▶ [Brief]
Every line containing the string "struct" is to be copied from the records.

Stored items:
+ + + + + + +

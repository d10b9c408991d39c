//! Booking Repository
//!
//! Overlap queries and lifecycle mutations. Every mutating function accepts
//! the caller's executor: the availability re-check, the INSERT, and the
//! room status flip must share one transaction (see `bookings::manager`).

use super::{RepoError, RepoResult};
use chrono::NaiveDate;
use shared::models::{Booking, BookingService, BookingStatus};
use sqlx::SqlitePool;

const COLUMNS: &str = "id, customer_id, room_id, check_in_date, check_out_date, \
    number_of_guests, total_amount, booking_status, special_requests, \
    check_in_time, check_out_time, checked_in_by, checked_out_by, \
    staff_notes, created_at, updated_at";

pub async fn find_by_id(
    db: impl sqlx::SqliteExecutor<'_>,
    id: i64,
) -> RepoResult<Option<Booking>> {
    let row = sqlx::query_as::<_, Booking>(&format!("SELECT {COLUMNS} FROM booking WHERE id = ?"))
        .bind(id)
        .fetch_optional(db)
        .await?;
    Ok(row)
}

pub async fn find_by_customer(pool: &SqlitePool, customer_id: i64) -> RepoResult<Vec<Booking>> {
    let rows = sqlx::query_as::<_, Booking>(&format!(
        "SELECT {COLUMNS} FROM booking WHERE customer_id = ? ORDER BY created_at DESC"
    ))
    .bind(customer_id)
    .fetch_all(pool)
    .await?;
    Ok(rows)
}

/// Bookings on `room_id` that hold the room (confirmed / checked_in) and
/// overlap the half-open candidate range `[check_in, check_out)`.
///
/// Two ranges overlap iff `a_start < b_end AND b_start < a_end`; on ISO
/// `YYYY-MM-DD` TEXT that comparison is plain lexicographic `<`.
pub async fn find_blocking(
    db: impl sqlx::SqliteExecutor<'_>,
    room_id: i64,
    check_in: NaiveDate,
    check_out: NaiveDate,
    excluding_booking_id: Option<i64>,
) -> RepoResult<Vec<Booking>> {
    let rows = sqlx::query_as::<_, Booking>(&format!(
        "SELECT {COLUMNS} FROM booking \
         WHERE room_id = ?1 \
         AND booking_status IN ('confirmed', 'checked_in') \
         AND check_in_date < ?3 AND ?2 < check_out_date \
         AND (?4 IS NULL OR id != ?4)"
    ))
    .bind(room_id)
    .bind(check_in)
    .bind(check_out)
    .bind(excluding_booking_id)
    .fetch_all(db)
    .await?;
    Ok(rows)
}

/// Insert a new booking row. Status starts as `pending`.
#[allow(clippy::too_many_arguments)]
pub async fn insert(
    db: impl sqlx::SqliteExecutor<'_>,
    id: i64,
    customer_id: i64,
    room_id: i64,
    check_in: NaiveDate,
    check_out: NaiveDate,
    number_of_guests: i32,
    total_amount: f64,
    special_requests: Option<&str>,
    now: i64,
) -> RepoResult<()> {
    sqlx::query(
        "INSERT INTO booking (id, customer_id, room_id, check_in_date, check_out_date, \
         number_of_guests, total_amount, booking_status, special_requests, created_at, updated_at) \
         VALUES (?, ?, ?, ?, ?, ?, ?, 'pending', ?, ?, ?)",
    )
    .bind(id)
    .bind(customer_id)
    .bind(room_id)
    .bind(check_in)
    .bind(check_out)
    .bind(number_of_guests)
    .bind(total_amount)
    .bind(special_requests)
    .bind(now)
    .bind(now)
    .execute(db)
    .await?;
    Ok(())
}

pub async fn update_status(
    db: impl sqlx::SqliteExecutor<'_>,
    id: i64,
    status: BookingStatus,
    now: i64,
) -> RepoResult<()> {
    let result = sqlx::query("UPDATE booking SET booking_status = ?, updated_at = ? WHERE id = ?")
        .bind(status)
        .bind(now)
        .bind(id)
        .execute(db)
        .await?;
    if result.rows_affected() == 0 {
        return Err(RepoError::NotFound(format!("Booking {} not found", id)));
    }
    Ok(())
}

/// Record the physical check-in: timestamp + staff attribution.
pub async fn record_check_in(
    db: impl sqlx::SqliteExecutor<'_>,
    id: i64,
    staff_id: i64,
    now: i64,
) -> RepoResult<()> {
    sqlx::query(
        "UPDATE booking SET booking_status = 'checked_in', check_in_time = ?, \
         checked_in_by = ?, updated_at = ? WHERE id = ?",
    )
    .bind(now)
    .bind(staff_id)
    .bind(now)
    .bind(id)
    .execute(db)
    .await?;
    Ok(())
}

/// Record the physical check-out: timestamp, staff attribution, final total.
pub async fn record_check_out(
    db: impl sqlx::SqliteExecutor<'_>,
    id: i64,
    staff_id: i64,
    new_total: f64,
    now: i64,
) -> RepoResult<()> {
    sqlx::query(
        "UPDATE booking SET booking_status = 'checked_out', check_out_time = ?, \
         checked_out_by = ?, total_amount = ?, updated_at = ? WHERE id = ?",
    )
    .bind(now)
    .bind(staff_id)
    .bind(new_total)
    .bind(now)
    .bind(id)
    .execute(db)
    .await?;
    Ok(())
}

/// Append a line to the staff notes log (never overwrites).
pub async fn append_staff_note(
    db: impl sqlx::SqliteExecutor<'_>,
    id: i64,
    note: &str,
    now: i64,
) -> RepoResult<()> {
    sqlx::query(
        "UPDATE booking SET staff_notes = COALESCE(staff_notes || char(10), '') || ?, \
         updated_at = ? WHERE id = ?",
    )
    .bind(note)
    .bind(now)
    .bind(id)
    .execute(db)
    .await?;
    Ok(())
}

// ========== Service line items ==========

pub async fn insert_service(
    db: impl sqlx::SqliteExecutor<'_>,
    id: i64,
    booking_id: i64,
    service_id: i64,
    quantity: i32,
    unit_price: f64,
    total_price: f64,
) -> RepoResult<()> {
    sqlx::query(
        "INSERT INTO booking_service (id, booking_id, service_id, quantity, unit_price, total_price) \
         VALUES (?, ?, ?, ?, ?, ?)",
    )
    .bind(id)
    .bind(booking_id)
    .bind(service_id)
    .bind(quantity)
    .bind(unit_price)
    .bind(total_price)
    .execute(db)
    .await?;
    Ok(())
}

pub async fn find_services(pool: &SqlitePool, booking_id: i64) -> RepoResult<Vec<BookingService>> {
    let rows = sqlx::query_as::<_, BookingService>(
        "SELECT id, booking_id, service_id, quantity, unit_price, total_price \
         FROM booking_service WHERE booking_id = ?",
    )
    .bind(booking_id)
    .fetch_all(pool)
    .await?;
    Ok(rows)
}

+ + + + + + +

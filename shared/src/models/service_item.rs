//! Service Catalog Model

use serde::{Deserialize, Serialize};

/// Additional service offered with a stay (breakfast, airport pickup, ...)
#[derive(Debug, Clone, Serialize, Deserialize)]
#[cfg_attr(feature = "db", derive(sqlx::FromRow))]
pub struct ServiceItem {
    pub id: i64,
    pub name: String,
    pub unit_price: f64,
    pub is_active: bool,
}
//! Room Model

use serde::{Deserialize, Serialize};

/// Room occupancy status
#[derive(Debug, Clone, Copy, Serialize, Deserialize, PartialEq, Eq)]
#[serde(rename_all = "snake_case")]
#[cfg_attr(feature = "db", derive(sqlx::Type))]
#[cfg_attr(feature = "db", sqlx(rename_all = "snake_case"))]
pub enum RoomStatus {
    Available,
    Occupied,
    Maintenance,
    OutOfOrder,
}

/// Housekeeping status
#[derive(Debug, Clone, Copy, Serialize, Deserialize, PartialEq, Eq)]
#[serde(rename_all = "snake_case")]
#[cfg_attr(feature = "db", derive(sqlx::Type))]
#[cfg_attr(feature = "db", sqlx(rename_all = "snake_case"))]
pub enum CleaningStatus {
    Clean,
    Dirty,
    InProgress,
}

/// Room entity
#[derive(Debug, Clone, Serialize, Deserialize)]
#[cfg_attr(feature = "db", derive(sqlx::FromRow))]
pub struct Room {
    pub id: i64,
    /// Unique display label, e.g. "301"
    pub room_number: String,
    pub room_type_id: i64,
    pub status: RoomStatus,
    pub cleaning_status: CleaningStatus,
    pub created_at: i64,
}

+ + + + + + +

▶ [Solution to this exercise]
pub struct ServiceItem {
pub struct Room {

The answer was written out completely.